* **EXERCISE GOAL**:
The exercise calls for a faithful copy of all the data.

-------- INPUT DATA --------

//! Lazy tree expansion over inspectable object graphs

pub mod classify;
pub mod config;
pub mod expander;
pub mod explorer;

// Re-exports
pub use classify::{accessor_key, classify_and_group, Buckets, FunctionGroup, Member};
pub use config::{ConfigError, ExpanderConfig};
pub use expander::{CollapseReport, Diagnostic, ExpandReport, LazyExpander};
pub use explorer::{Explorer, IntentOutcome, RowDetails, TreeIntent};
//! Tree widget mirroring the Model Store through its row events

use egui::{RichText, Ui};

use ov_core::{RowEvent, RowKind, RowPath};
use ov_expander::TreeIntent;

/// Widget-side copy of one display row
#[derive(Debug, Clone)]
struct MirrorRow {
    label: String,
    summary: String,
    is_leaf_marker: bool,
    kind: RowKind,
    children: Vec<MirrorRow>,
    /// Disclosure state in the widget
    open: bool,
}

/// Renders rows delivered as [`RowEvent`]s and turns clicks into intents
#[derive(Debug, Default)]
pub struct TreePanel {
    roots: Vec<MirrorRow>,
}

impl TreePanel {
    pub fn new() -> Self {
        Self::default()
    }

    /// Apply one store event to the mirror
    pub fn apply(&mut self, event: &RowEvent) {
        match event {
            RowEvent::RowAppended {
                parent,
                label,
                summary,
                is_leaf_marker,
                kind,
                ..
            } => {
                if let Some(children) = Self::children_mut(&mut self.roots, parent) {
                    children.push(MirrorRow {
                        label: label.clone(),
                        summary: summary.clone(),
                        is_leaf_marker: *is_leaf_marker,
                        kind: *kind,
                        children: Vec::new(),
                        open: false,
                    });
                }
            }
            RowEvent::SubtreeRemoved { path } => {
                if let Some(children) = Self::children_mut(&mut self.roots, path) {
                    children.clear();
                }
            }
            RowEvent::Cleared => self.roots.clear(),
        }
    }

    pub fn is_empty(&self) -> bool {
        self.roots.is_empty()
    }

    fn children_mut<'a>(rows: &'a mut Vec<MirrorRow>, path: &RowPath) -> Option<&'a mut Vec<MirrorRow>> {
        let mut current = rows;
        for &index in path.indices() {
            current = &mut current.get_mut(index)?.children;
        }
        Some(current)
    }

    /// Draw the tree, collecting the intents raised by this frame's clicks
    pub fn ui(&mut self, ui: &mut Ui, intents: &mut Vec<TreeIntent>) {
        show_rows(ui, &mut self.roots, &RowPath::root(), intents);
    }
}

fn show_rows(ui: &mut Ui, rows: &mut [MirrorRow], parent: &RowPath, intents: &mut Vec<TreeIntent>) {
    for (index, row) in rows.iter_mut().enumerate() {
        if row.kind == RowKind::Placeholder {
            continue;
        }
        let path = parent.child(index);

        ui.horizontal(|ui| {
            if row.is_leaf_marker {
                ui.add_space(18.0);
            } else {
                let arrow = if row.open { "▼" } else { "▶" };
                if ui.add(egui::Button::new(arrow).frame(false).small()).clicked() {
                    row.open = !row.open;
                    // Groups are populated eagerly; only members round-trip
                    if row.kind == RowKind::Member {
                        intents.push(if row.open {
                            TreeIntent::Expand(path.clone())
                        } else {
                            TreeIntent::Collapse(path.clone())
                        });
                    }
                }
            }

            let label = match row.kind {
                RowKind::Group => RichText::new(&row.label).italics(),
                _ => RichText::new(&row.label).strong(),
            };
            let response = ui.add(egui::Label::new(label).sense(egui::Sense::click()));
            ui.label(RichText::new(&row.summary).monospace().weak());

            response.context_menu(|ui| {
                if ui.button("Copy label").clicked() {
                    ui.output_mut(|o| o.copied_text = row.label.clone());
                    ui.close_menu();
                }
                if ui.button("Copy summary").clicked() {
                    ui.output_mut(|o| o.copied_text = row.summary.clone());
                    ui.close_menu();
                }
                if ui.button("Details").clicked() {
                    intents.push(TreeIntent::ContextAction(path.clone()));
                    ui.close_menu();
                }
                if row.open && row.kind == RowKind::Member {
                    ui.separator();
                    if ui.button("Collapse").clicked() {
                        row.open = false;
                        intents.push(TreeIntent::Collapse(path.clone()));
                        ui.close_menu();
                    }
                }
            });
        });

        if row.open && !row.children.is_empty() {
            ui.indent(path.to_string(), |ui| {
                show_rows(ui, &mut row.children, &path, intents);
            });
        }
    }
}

--------

* **ANSWER SECTION**:
//! Lazy tree expansion over inspectable object graphs

pub mod classify;
pub mod config;
pub mod expander;
pub mod explorer;

// Re-exports
pub use classify::{accessor_key, classify_and_group, Buckets, FunctionGroup, Member};
pub use config::{ConfigError, ExpanderConfig};
pub use expander::{CollapseReport, Diagnostic, ExpandReport, LazyExpander};
pub use explorer::{Explorer, IntentOutcome, RowDetails, TreeIntent};
//! Tree widget mirroring the Model Store through its row events

use egui::{RichText, Ui};

use ov_core::{RowEvent, RowKind, RowPath};
use ov_expander::TreeIntent;

/// Widget-side copy of one display row
#[derive(Debug, Clone)]
struct MirrorRow {
    label: String,
    summary: String,
    is_leaf_marker: bool,
    kind: RowKind,
    children: Vec<MirrorRow>,
    /// Disclosure state in the widget
    open: bool,
}

/// Renders rows delivered as [`RowEvent`]s and turns clicks into intents
#[derive(Debug, Default)]
pub struct TreePanel {
    roots: Vec<MirrorRow>,
}

impl TreePanel {
    pub fn new() -> Self {
        Self::default()
    }

    /// Apply one store event to the mirror
    pub fn apply(&mut self, event: &RowEvent) {
        match event {
            RowEvent::RowAppended {
                parent,
                label,
                summary,
                is_leaf_marker,
                kind,
                ..
            } => {
                if let Some(children) = Self::children_mut(&mut self.roots, parent) {
                    children.push(MirrorRow {
                        label: label.clone(),
                        summary: summary.clone(),
                        is_leaf_marker: *is_leaf_marker,
                        kind: *kind,
                        children: Vec::new(),
                        open: false,
                    });
                }
            }
            RowEvent::SubtreeRemoved { path } => {
                if let Some(children) = Self::children_mut(&mut self.roots, path) {
                    children.clear();
                }
            }
            RowEvent::Cleared => self.roots.clear(),
        }
    }

    pub fn is_empty(&self) -> bool {
        self.roots.is_empty()
    }

    fn children_mut<'a>(rows: &'a mut Vec<MirrorRow>, path: &RowPath) -> Option<&'a mut Vec<MirrorRow>> {
        let mut current = rows;
        for &index in path.indices() {
            current = &mut current.get_mut(index)?.children;
        }
        Some(current)
    }

    /// Draw the tree, collecting the intents raised by this frame's clicks
    pub fn ui(&mut self, ui: &mut Ui, intents: &mut Vec<TreeIntent>) {
        show_rows(ui, &mut self.roots, &RowPath::root(), intents);
    }
}

fn show_rows(ui: &mut Ui, rows: &mut [MirrorRow], parent: &RowPath, intents: &mut Vec<TreeIntent>) {
    for (index, row) in rows.iter_mut().enumerate() {
        if row.kind == RowKind::Placeholder {
            continue;
        }
        let path = parent.child(index);

        ui.horizontal(|ui| {
            if row.is_leaf_marker {
                ui.add_space(18.0);
            } else {
                let arrow = if row.open { "▼" } else { "▶" };
                if ui.add(egui::Button::new(arrow).frame(false).small()).clicked() {
                    row.open = !row.open;
                    // Groups are populated eagerly; only members round-trip
                    if row.kind == RowKind::Member {
                        intents.push(if row.open {
                            TreeIntent::Expand(path.clone())
                        } else {
                            TreeIntent::Collapse(path.clone())
                        });
                    }
                }
            }

            let label = match row.kind {
                RowKind::Group => RichText::new(&row.label).italics(),
                _ => RichText::new(&row.label).strong(),
            };
            let response = ui.add(egui::Label::new(label).sense(egui::Sense::click()));
            ui.label(RichText::new(&row.summary).monospace().weak());

            response.context_menu(|ui| {
                if ui.button("Copy label").clicked() {
                    ui.output_mut(|o| o.copied_text = row.label.clone());
                    ui.close_menu();
                }
                if ui.button("Copy summary").clicked() {
                    ui.output_mut(|o| o.copied_text = row.summary.clone());
                    ui.close_menu();
                }
                if ui.button("Details").clicked() {
                    intents.push(TreeIntent::ContextAction(path.clone()));
                    ui.close_menu();
                }
                if row.open && row.kind == RowKind::Member {
                    ui.separator();
                    if ui.button("Collapse").clicked() {
                        row.open = false;
                        intents.push(TreeIntent::Collapse(path.clone()));
                        ui.close_menu();
                    }
                }
            });
        });

        if row.open && !row.children.is_empty() {
            ui.indent(path.to_string(), |ui| {
                show_rows(ui, &mut row.children, &path, intents);
            });
        }
    }
}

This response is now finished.